Flans and pears to delight a blue-cheese connoisseur


Entertaining: A dish is inspired by a trip to England and a memorable taste of Stilton cheese.


Last winter, during a visit to England's Cotswolds, my husband and I dined in a wonderful old country inn called Buckland Manor. Our dinner there was outstanding, each course a delight.

Of all the dishes we sampled, one stood out as the most unusual. It was a warm Stilton souffle served unmolded and garnished with roasted pears drizzled with a walnut dressing. My spouse, a true blue cheese aficionado, could not stop talking about this first course, so I promised to try to reproduce it when we returned home. However, time passed and somehow I never got around to working on this recipe.

Then, this winter, as I began to plan the menus for my cooking classes, I thought of that blue cheese and pear creation, and my mouth began to water.

I spent an afternoon in my kitchen with one of my talented assistants, and together we came up with a dish reminiscent of the one I had enjoyed. Instead of using blue cheese in a souffle, I opted to make savory flans. The custards were a more practical choice for me, a home cook, since they can be unmolded and made in advance, whereas the souffles must be served immediately. I also used pears and walnuts in my version.

I sauteed pear slices quickly and then drizzled them with balsamic vinegar and arranged them around the flans. And I toasted walnuts, chopped them coarsely and garnished the top of the custards with them.

Any good blue cheese could be used in these flans. Although Stilton is a fine choice, I tested them with two French blues, Roquefort and Bleu d'Auvergne, and was pleased with the results. And I've also omitted the cheese and fruit garnish on occasion and placed the custards on a bed of sauteed baby spinach instead. I'm going to serve pan-seared chicken breasts coated with crushed fennel seeds and rosemary and side dishes of roasted fennel and potatoes to follow these blue cheese custards, but roast lamb, grilled steaks or even baked ham would be other fine choices.

Warm Roquefort Flans With Balsamic Pears and Walnuts

Serves 6

about 4 1/2 tablespoons unsalted butter, plus a little extra for greasing dishes, softened

1/2 cup (2 ounces) Roquefort or other high-quality blue cheese, without rind

1/2 cup (4 ounces) cream cheese, softened

4 large eggs

6 tablespoons half and half

2 tablespoons sour cream

2 tablespoons chopped flat-leaf parsley

1/8 teaspoon freshly ground black pepper

1 to 2 just-ripe pears, such as Bosc or Bartlett, cleaned but not peeled

2 1/2 teaspoons balsamic vinegar salt, optional

2 tablespoons coarsely chopped toasted walnuts (see note)

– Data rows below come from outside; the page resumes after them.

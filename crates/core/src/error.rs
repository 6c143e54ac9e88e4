//! Error taxonomy shared across the runtime.

use serde::{Deserialize, Serialize};
use thiserror::Error;

/// Coarse classification of a terminal or task-level failure.
///
/// `Deps`, `Ts`, `Rust`, and `Tauri` are diagnostic labels passed through
/// verbatim from verify-style collaborator tools; the core never produces
/// them itself and does not interpret them beyond display.
#[derive(Debug, Clone, Copy, Serialize, Deserialize, PartialEq, Eq)]
#[serde(rename_all = "snake_case")]
pub enum ErrorKind {
    /// Input validation, policy rejection, denied plan change, exhausted
    /// replan budget, rejected patch review, invalid review decision.
    Config,
    /// Tool runtime failure or an unmapped internal invariant.
    Unknown,
    /// Dependency-resolution diagnostics surfaced by a collaborator tool.
    Deps,
    /// TypeScript diagnostics surfaced by a collaborator tool.
    Ts,
    /// Rust compiler diagnostics surfaced by a collaborator tool.
    Rust,
    /// Tauri build diagnostics surfaced by a collaborator tool.
    Tauri,
}

/// The last error observed by the runtime, surfaced verbatim in the audit
/// record and as the run summary on failure.
#[derive(Debug, Clone, Serialize, Deserialize, PartialEq)]
pub struct LastError {
    /// Coarse error classification.
    pub kind: ErrorKind,
    /// Human-readable message. For tool failures this is truncated detail,
    /// not the full collaborator error payload.
    pub message: String,
}

impl std::fmt::Display for LastError {
    fn fmt(&self, f: &mut std::fmt::Formatter<'_>) -> std::fmt::Result {
        write!(f, "{}", self.message)
    }
}

impl LastError {
    /// Construct a `Config`-kind error.
    #[must_use]
    pub fn config(message: impl Into<String>) -> Self {
        Self { kind: ErrorKind::Config, message: message.into() }
    }

    /// Construct an `Unknown`-kind error.
    #[must_use]
    pub fn unknown(message: impl Into<String>) -> Self {
        Self { kind: ErrorKind::Unknown, message: message.into() }
    }
}

/// Errors raised by the Plan Schema & Patch Engine.
#[derive(Debug, Error, Clone, PartialEq, Eq)]
pub enum PlanError {
    /// Two tasks in the plan share an id.
    #[error("duplicate task id: {0}")]
    DuplicateTaskId(String),
    /// A task dependency refers to a task id that does not exist.
    #[error("task {task} depends on unknown task {dependency}")]
    UnknownDependency {
        /// The task whose dependency is invalid.
        task: String,
        /// The missing dependency id.
        dependency: String,
    },
    /// A milestone references a task id that does not exist.
    #[error("milestone {milestone} references unknown task {task}")]
    UnknownMilestoneTask {
        /// The milestone with the dangling reference.
        milestone: String,
        /// The missing task id.
        task: String,
    },
    /// Two milestones share an id.
    #[error("duplicate milestone id: {0}")]
    DuplicateMilestoneId(String),
    /// A plan with zero tasks was proposed or produced by a patch.
    #[error("plan has no tasks")]
    EmptyPlan,
    /// A success criterion list was empty for some task.
    #[error("task {0} has no success criteria")]
    EmptyCriteria(String),
    /// A patch referenced a task id that is not present in the plan.
    #[error("patch op referenced unknown task id: {0}")]
    UnknownTaskId(String),
    /// `add_task` supplied a task id that already exists.
    #[error("add_task: task id already exists: {0}")]
    DuplicateAddTask(String),
}

/// Errors raised while applying a patch: the first offending op or
/// invariant, per spec.
#[derive(Debug, Error, Clone, PartialEq, Eq)]
pub enum PatchError {
    /// The op at `index` failed to apply.
    #[error("patch op {index} failed: {source}")]
    OpFailed {
        /// Zero-based index of the failing op within the patch.
        index: usize,
        /// Underlying plan validation error.
        source: PlanError,
    },
    /// All ops applied but the resulting plan failed full re-validation.
    #[error("patch produced an invalid plan: {0}")]
    ResultInvalid(PlanError),
}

Butter 6 (1/2-cup) souffle dishes, ramekins or custard cups. Cut 6 rounds of parchment or wax paper to fit bottom of each and butter paper.

With electric mixer on medium speed, cream together 4 tablespoons butter, Roquefort and cream cheese until smooth.

In separate bowl, whisk together eggs, half and half and sour cream until blended. Add to cheese mixture and beat on medium speed a few seconds more until smooth. If lumpy, strain through sieve and push lumps of cheese through mesh with rubber spatula. Stir in 1 1/2 tablespoons parsley and pepper. Divide mixture evenly among prepared dishes. Place dishes in baking pan and fill pan halfway with hot water.

Bake at 350 degrees on center rack until sharp knife inserted in center comes out clean, about 30 minutes. Remove and let cool few minutes while preparing pear garnish. (Flans can be made ahead to this point. Cool, cover with plastic wrap and refrigerate. Reheat on baking sheet in oven at 350 degrees until heated through, 10 to 15 minutes.)

Halve pears and core, then slice lengthwise into 3/8-inch-thick slices. You'll need 18 slices. Save any extra pear for another use. Heat remaining 1/2 tablespoon butter in medium, heavy skillet over medium heat. When hot, add pear slices and cook, turning once, until softened, 1 to 2 minutes, depending on ripeness of pears. Add vinegar and toss to coat pears with it. Remove from heat. Salt lightly, if desired.

Loosen edges of flans with small sharp knife, then invert flans and remove and discard paper. Place 1 flan on each of 6 salad plates. Garnish side of each flan with cluster of 3 pear wedges. Place some chopped walnuts in center on top of each flan and sprinkle with remaining parsley. Serve immediately.

Note: To toast walnuts, arrange nuts on rimmed baking sheet and bake at 350 degrees until light brown and fragrant, 5 to 6 minutes. Watch carefully so nuts do not burn.

Variation: In place of pears and walnuts as garnishes, you can substitute 12 ounces baby or flat-leaf spinach. Heat 1 1/2 tablespoons olive oil in medium nonstick skillet. When hot, add spinach and cook, stirring, until all spinach is wilted, 2 to 3 minutes. Salt to taste. To serve, make nests of spinach on 6 salad plates and top with flans. Sprinkle a little parsley on top of each flan.